Titre : La guerre des mondes
Auteur.ice.s : Bruno Tertrais
Edition : Alpha
Date de parution : 31 janvier 2025
Genre du livre : Essai politique
Bruno Tertrais, en référence directe au titre du bouquin de H.G.Wells paru en 1898, s’aventure dans La guerre des mondes, qu’il sous-titre Le retour de la géopolitique et le choc des empires. Il est « un des meilleurs spécialistes français des questions de sécurité internationale » et raconte donc notre présent et notre avenir possible, s’intéressant en particulier aux USA, à la Russie et à la Chine.

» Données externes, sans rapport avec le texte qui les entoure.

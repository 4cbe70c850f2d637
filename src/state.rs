// SPDX-License-Identifier: AGPL-3.0-or-later
//
// Copyright (C) 2026 Relational Network

use std::sync::Arc;

use crate::auth::TokenValidator;
use crate::graphql::DataHubSchema;
use crate::storage::{DataHubConnector, RetryPolicy};

/// Shared, read-only application state. Cloned per request.
#[derive(Clone)]
pub struct AppState {
    pub validator: Arc<TokenValidator>,
    pub datahub: Arc<dyn DataHubConnector>,
    pub retry: RetryPolicy,
    pub schema: DataHubSchema,
}

impl AppState {
    pub fn new(
        validator: TokenValidator,
        datahub: Arc<dyn DataHubConnector>,
        retry: RetryPolicy,
        schema: DataHubSchema,
    ) -> Self {
        Self {
            validator: Arc::new(validator),
            datahub,
            retry,
            schema,
        }
    }
}

/// Handles onto the in-memory collaborators behind a test [`AppState`].
#[cfg(test)]
pub struct TestHandles {
    pub store: crate::storage::InMemoryDataHub,
    pub audit: Arc<crate::storage::MemoryAuditSink>,
}

/// State wired to the static test key, an in-memory store and an Auth0
/// management API that is never reachable.
#[cfg(test)]
pub fn test_state() -> (AppState, TestHandles) {
    test_state_with_auth0("http://127.0.0.1:9")
}

/// Like [`test_state`], with the management API at `auth0_base`.
#[cfg(test)]
pub fn test_state_with_auth0(auth0_base: &str) -> (AppState, TestHandles) {
    use crate::test_support::{resolver_context, test_registry, StaticKeyResolver};

    let (context, store, audit) = resolver_context(auth0_base);
    let state = AppState::new(
        TokenValidator::new(test_registry(), Arc::new(StaticKeyResolver)),
        context.datahub.clone(),
        context.retry,
        crate::graphql::build_schema(context),
    );
    (state, TestHandles { store, audit })
}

Il est indiqué sur la couverture que nous avons entre les mains « l’édition mise à jour et augmentée », sortie en février 2025. Qu’on le veuille ou non, il y a comme une sensation d’ouvrir le journal de la veille en lisant l’ouvrage de Bruno Tertrais, ou d’essayer de regarder un vieux match de foot. Nous lisons les prédictions de quelqu’un qui ne savait pas encore concrètement ce que Trump et sa clique d’extrême droite allaient décidé de faire en deux mois de mandat. Si nous sommes au cœur de l’Histoire et qu’il est impossible de connaître la portée de ces bouleversements politiques récents, on aurait déjà envie de lire l’édition augmentée de « la guerre des mondes » dans trois, six ou neuf mois.

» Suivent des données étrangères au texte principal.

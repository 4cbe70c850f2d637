// SPDX-License-Identifier: AGPL-3.0-or-later
//
// Copyright (C) 2026 Relational Network

//! # Data Models
//!
//! Records exchanged with the data hub stored procedures and exposed through
//! GraphQL and the fields endpoint.
//!
//! Field names are PascalCase on the wire (both JSON and GraphQL), matching the
//! column names returned by the stored procedures.
//!
//! ## Model Categories
//!
//! - **Registrations**: generic API app registrations and their Auth0 secret
//! - **Lookups**: vendors and LAMP Connect fields per customer
//! - **Fields**: untyped field records returned by the fields endpoint

use async_graphql::{InputObject, SimpleObject};
use serde::{Deserialize, Serialize};
use serde_json::{Map, Value};
use utoipa::ToSchema;

// =============================================================================
// Registration Models
// =============================================================================

/// A generic API app registration as stored in the data hub.
#[derive(Debug, Clone, Default, PartialEq, Serialize, Deserialize, SimpleObject)]
#[serde(rename_all = "PascalCase")]
#[graphql(rename_fields = "PascalCase")]
pub struct GenericApiRegistration {
    pub app_registration_code: String,
    pub customer_code: String,
    /// Auth0 client id backing this registration.
    #[serde(default)]
    pub client_id: Option<String>,
    #[serde(default)]
    pub app_type: Option<String>,
    #[serde(default)]
    pub app_name: Option<String>,
    #[serde(default)]
    pub response_type: Option<String>,
    #[serde(default)]
    pub request_vendors: Option<String>,
    #[serde(default)]
    pub request_statuses: Option<String>,
    #[serde(default)]
    pub request_field_names: Option<String>,
    #[serde(default)]
    pub feed_add_assets: Option<bool>,
    #[serde(default)]
    pub feed_update_custom_fields: Option<bool>,
    #[serde(default)]
    pub feed_default_physical_location_code: Option<String>,
    #[serde(default)]
    pub feed_error_handling_preference: Option<String>,
    #[serde(default)]
    pub feed_error_email_list: Option<String>,
    #[serde(default)]
    pub created: Option<String>,
    #[serde(default)]
    pub created_by: Option<String>,
    #[serde(default)]
    pub updated: Option<String>,
    #[serde(default)]
    pub updated_by: Option<String>,
    #[serde(default)]
    pub deleted: Option<String>,
    #[serde(default)]
    pub deleted_by: Option<String>,
}

/// Registration data supplied by a caller when adding or updating.
#[derive(Debug, Clone, Default, PartialEq, Serialize, Deserialize, InputObject)]
#[serde(rename_all = "PascalCase")]
#[graphql(rename_fields = "PascalCase")]
pub struct GenericApiRegistrationInput {
    pub app_registration_code: Option<String>,
    pub customer_code: String,
    pub app_type: String,
    pub app_name: String,
    pub response_type: Option<String>,
    pub request_vendors: Option<String>,
    pub request_statuses: Option<String>,
    pub request_field_names: Option<String>,
    pub feed_add_assets: Option<bool>,
    pub feed_update_custom_fields: Option<bool>,
    pub feed_default_physical_location_code: Option<String>,
    pub feed_error_handling_preference: Option<String>,
    pub feed_error_email_list: Option<String>,
    pub created: Option<String>,
    pub created_by: Option<String>,
    pub updated: Option<String>,
    pub updated_by: Option<String>,
    pub deleted: Option<String>,
    pub deleted_by: Option<String>,
}

impl GenericApiRegistration {
    /// Overlay the supplied input on this record.
    ///
    /// Required input fields always replace the stored value. Optional input
    /// fields replace it only when present. `ClientId` is never touched.
    pub fn merged_with(&self, input: &GenericApiRegistrationInput) -> Self {
        fn pick<T: Clone>(new: &Option<T>, old: &Option<T>) -> Option<T> {
            new.clone().or_else(|| old.clone())
        }

        Self {
            app_registration_code: input
                .app_registration_code
                .clone()
                .unwrap_or_else(|| self.app_registration_code.clone()),
            customer_code: input.customer_code.clone(),
            client_id: self.client_id.clone(),
            app_type: Some(input.app_type.clone()),
            app_name: Some(input.app_name.clone()),
            response_type: pick(&input.response_type, &self.response_type),
            request_vendors: pick(&input.request_vendors, &self.request_vendors),
            request_statuses: pick(&input.request_statuses, &self.request_statuses),
            request_field_names: pick(&input.request_field_names, &self.request_field_names),
            feed_add_assets: pick(&input.feed_add_assets, &self.feed_add_assets),
            feed_update_custom_fields: pick(
                &input.feed_update_custom_fields,
                &self.feed_update_custom_fields,
            ),
            feed_default_physical_location_code: pick(
                &input.feed_default_physical_location_code,
                &self.feed_default_physical_location_code,
            ),
            feed_error_handling_preference: pick(
                &input.feed_error_handling_preference,
                &self.feed_error_handling_preference,
            ),
            feed_error_email_list: pick(&input.feed_error_email_list, &self.feed_error_email_list),
            created: pick(&input.created, &self.created),
            created_by: pick(&input.created_by, &self.created_by),
            updated: pick(&input.updated, &self.updated),
            updated_by: pick(&input.updated_by, &self.updated_by),
            deleted: pick(&input.deleted, &self.deleted),
            deleted_by: pick(&input.deleted_by, &self.deleted_by),
        }
    }
}

/// Result of a registration mutation.
///
/// `ClientSecret` is only populated when a new Auth0 client was created.
#[derive(Debug, Clone, PartialEq, Serialize, SimpleObject)]
#[serde(rename_all = "PascalCase")]
#[graphql(rename_fields = "PascalCase")]
pub struct GenericApiRegistrationSecret {
    pub registration_details: GenericApiRegistration,
    pub client_secret: Option<String>,
}

// =============================================================================
// Lookup Models
// =============================================================================

#[derive(Debug, Clone, Default, PartialEq, Serialize, Deserialize, SimpleObject)]
#[serde(rename_all = "PascalCase")]
#[graphql(name = "GenericApiVendorsByCustomerCode", rename_fields = "PascalCase")]
pub struct Vendor {
    #[serde(default)]
    pub vendor_name: Option<String>,
    #[serde(default)]
    pub vendor_code: Option<String>,
}

#[derive(Debug, Clone, Default, PartialEq, Serialize, Deserialize, SimpleObject)]
#[serde(rename_all = "PascalCase")]
#[graphql(name = "LampConnectFieldsByCustomerCode", rename_fields = "PascalCase")]
pub struct ConnectField {
    #[serde(default)]
    pub field_source: Option<String>,
    #[serde(default)]
    pub field_name: Option<String>,
    #[serde(default)]
    pub field_label: Option<String>,
    #[serde(default)]
    pub sort: Option<String>,
}

#[derive(Debug, Clone, Default, PartialEq, Serialize, SimpleObject)]
pub struct VendorResult {
    pub total: Option<i32>,
    pub source: Vec<Vendor>,
}

#[derive(Debug, Clone, Default, PartialEq, Serialize, SimpleObject)]
pub struct ConnectFieldsResult {
    pub total: Option<i32>,
    pub source: Vec<ConnectField>,
}

impl From<Vec<Vendor>> for VendorResult {
    fn from(source: Vec<Vendor>) -> Self {
        Self {
            total: i32::try_from(source.len()).ok(),
            source,
        }
    }
}

impl From<Vec<ConnectField>> for ConnectFieldsResult {
    fn from(source: Vec<ConnectField>) -> Self {
        Self {
            total: i32::try_from(source.len()).ok(),
            source,
        }
    }
}

/// Ordering requested for registration listings.
#[derive(Debug, Clone, Default, PartialEq, Serialize, Deserialize, InputObject)]
pub struct Sort {
    pub field: Option<String>,
    pub direction: Option<String>,
}

/// Keyword filter for lookups.
#[derive(Debug, Clone, Default, PartialEq, Serialize, Deserialize, InputObject)]
pub struct Search {
    pub keyword: Option<String>,
}

impl Search {
    /// Trimmed keyword, or `None` when absent or blank.
    pub fn keyword(search: Option<&Search>) -> Option<&str> {
        search
            .and_then(|s| s.keyword.as_deref())
            .map(str::trim)
            .filter(|k| !k.is_empty())
    }
}

// =============================================================================
// Field Records
// =============================================================================

/// One row of `Get_ListOfFields_By_CustomerCode`, returned as-is.
pub type FieldRecord = Map<String, Value>;

/// JSON error body for REST responses.
#[derive(Debug, Clone, Serialize, Deserialize, ToSchema, PartialEq, Eq)]
pub struct ErrorResponse {
    /// Human-readable error message.
    pub error: String,
}

#[cfg(test)]
mod tests {
    use super::*;
    use serde_json::json;

    fn stored() -> GenericApiRegistration {
        GenericApiRegistration {
            app_registration_code: "REG-1".into(),
            customer_code: "ACME".into(),
            client_id: Some("client-1".into()),
            app_type: Some("Feed".into()),
            app_name: Some("Acme Feed".into()),
            response_type: Some("json".into()),
            feed_add_assets: Some(true),
            ..Default::default()
        }
    }

    #[test]
    fn registration_reads_pascal_case_columns() {
        let row = json!({
            "AppRegistrationCode": "REG-1",
            "CustomerCode": "ACME",
            "ClientId": "client-1",
            "FeedAddAssets": true,
            "FeedDefaultPhysicalLocationCode": "LOC-9"
        });
        let registration: GenericApiRegistration = serde_json::from_value(row).unwrap();
        assert_eq!(registration.client_id.as_deref(), Some("client-1"));
        assert_eq!(registration.feed_add_assets, Some(true));
        assert_eq!(
            registration.feed_default_physical_location_code.as_deref(),
            Some("LOC-9")
        );
        assert_eq!(registration.app_name, None);
    }

    #[test]
    fn merge_overlays_present_fields_only() {
        let input = GenericApiRegistrationInput {
            customer_code: "ACME".into(),
            app_type: "Feed".into(),
            app_name: "Renamed Feed".into(),
            feed_add_assets: Some(false),
            ..Default::default()
        };

        let merged = stored().merged_with(&input);
        assert_eq!(merged.app_registration_code, "REG-1");
        assert_eq!(merged.client_id.as_deref(), Some("client-1"));
        assert_eq!(merged.app_name.as_deref(), Some("Renamed Feed"));
        assert_eq!(merged.response_type.as_deref(), Some("json"));
        assert_eq!(merged.feed_add_assets, Some(false));
    }

    #[test]
    fn results_count_their_source() {
        let vendors = VendorResult::from(vec![Vendor::default(), Vendor::default()]);
        assert_eq!(vendors.total, Some(2));

        let fields = ConnectFieldsResult::from(Vec::new());
        assert_eq!(fields.total, Some(0));
    }

    #[test]
    fn blank_keyword_is_ignored() {
        let blank = Search {
            keyword: Some("  ".into()),
        };
        assert_eq!(Search::keyword(Some(&blank)), None);
        assert_eq!(Search::keyword(None), None);

        let set = Search {
            keyword: Some(" vend ".into()),
        };
        assert_eq!(Search::keyword(Some(&set)), Some("vend"));
    }
}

Bruno Tertrais, spécialiste indubitable qu’il est, semble néanmoins orienté (qui ne l’est pas ?). Occidentalo-orienté. Rappelons une des phrases d’accroche de la quatrième de couverture : « Et si l’Occident n’était pas si mal placé pour remporter cette nouvelle guerre des mondes ? » Cela se manifeste de deux manières. Il a une tendance à enterrer illico-presto la Russie et la déclarer grande perdante des années et du siècle à venir et une autre tendance à mettre les États-Unis sur un piédestal indétrônable qui n’a jamais failli et ne faillira pas.

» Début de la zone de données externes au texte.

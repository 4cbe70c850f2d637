// SPDX-License-Identifier: AGPL-3.0-or-later
//
// Copyright (C) 2026 Relational Network

//! Management API access tokens.
//!
//! A fresh token is exchanged for every outbound call. Nothing is cached or
//! retried here.

use std::collections::HashMap;

use reqwest::Client;
use tracing::debug;

use super::error::Auth0Error;
use super::types::{Auth0ManagementConfig, ManagementToken};

#[derive(Debug, Clone)]
pub struct ManagementTokenProvider {
    http: Client,
    token_url: String,
    client_id: String,
    client_secret: String,
    audience: String,
}

impl ManagementTokenProvider {
    pub fn new(http: Client, config: &Auth0ManagementConfig) -> Self {
        Self {
            http,
            token_url: format!(
                "{}/oauth/token",
                config.base_url.as_str().trim_end_matches('/')
            ),
            client_id: config.client_id.clone(),
            client_secret: config.client_secret.clone(),
            audience: config.audience.clone(),
        }
    }

    /// Exchange the registration client's credentials for a management token.
    pub async fn management_token(&self) -> Result<ManagementToken, Auth0Error> {
        let mut form = HashMap::new();
        form.insert("grant_type", "client_credentials");
        form.insert("client_id", self.client_id.as_str());
        form.insert("client_secret", self.client_secret.as_str());
        form.insert("audience", self.audience.as_str());

        let response = self
            .http
            .post(&self.token_url)
            .form(&form)
            .send()
            .await
            .map_err(|e| Auth0Error::TokenExchange(format!("token request failed: {e}")))?;

        if !response.status().is_success() {
            let status = response.status();
            let body = response.text().await.unwrap_or_default();
            return Err(Auth0Error::TokenExchange(format!(
                "token request returned {status}: {body}"
            )));
        }

        let token: ManagementToken = response
            .json()
            .await
            .map_err(|e| Auth0Error::TokenExchange(format!("invalid token response: {e}")))?;

        if token.access_token.trim().is_empty() {
            return Err(Auth0Error::TokenExchange(
                "token response did not include access_token".to_string(),
            ));
        }

        debug!(
            expires_in = token.expires_in,
            scope = %token.scope,
            token_type = %token.token_type,
            "auth0-response: management token issued"
        );

        Ok(token)
    }
}
use async_trait::async_trait;
use chrono::{DateTime, Utc};
use serde::{Deserialize, Serialize};

use crate::error::BillingError;

#[derive(Debug, Clone, Copy, PartialEq, Eq, Serialize, Deserialize)]
#[serde(rename_all = "lowercase")]
pub enum PaymentStatus {
    Pending,
    Approved,
    Failed,
}

impl PaymentStatus {
    pub fn as_str(self) -> &'static str {
        match self {
            PaymentStatus::Pending => "pending",
            PaymentStatus::Approved => "approved",
            PaymentStatus::Failed => "failed",
        }
    }

    pub fn parse(s: &str) -> Option<Self> {
        match s {
            "pending" => Some(PaymentStatus::Pending),
            "approved" => Some(PaymentStatus::Approved),
            "failed" => Some(PaymentStatus::Failed),
            _ => None,
        }
    }
}

#[derive(Debug, Clone, PartialEq, Serialize)]
pub struct Payment {
    pub id: String,
    pub user_id: String,
    pub charge_id: Option<String>,
    /// Composite plan label, e.g. `"Premium - monthly"`.
    pub plan: String,
    pub amount_cents: i64,
    pub status: PaymentStatus,
    pub pix_payload: Option<String>,
    pub created_at: DateTime<Utc>,
    pub updated_at: DateTime<Utc>,
}

#[async_trait]
pub trait PaymentStore: Send + Sync {
    async fn insert_payment(&self, payment: &Payment) -> Result<(), BillingError>;

    async fn get_payment(&self, id: &str) -> Result<Option<Payment>, BillingError>;

    /// Most recent pending payment of the user for the given plan label.
    async fn find_pending_payment(
        &self,
        user_id: &str,
        plan: &str,
    ) -> Result<Option<Payment>, BillingError>;

    /// Moves a payment to `status`. Approved payments are never changed;
    /// returns `false` when nothing was updated.
    async fn update_payment_status(
        &self,
        id: &str,
        status: PaymentStatus,
        now: DateTime<Utc>,
    ) -> Result<bool, BillingError>;

    /// Whether an approved payment exists with `start <= created_at < end`.
    async fn has_approved_payment_between(
        &self,
        user_id: &str,
        start: DateTime<Utc>,
        end: DateTime<Utc>,
    ) -> Result<bool, BillingError>;

    async fn list_payments(&self, user_id: &str, limit: i64) -> Result<Vec<Payment>, BillingError>;
}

Tertrais décrit à quoi ressemblerait la Russie post-Russie, détricotée par ses bandes organisées mafieuses, une fois Poutine parti ou en déroute. Cela donne de remarquables descriptions. On apprend l’existence de toute une série de régions (l’Ingouchie, la Touva, le Daguestan, etc.) qui pourraient devenir indépendantes ou sous le joug de la Turquie (ou de la Chine, ou l’Inde…). Cette partie qui s’intéresse aussi à l’Est et au Sud de la Russie est assez passionnante parce que méconnue. Tertrais analyse assez finement, il me semble, cette Russie complexe, cœur de multiples cultures et au centre de nombreuses influences, dont les centres névralgiques sont à l’Ouest (Moscou, Saint-Pétersbourg), se vidant de ses habitants à l’Est, alors que paradoxalement, suite au conflit provoqué en Ukraine, elle s’orientalise de plus en plus.
La guerre des mondes est un livre qui se lit très rapidement, l’écriture est facile et la lecture assez agréable. Il demande néanmoins une certaine connaissance en géopolitique, l’auteur balançant des noms, des alliances, des dates, des concepts sans jamais revenir dessus, c’est à nous de savoir de quoi il parle. Ce n’est pas un bouquin qui prend par la main, il faut qu’on prenne la balle au bond. Tertrais use (et abuse peut-être un peu) de phrases, formules et généralités d’historien.ne.s ou de spécialistes, qui me laissent, par moments, un peu dubitatif.
Quoiqu’il en soit, pour toutes personnes qui s’intéressent au virage vers l’extrême droite (et la guerre) que prend le monde actuellement, aux combats que les démocraties doivent continuer à mener, l’ouvrage vaut la peine d’être lu. Si j’ai beaucoup parlé de la Russie dans cette critique, la partie sur la Chine est intéressante également. On y apprend entre autres que l’Est de la Russie se tourne de plus en plus, culturellement, vers la Chine (mettant à mal le récit mythique de Poutine sur la grande Russie unie) mais aussi à quel point l’entrée en guerre de la Chine contre Taiwan, une question d’années, va rabattre toutes les cartes géopolitiques et pourrait déclencher des réactions mondiales massives et inattendues, chacun et chacune devant se positionner dans la bataille. La fin de l’Histoire n’est pas encore pour demain.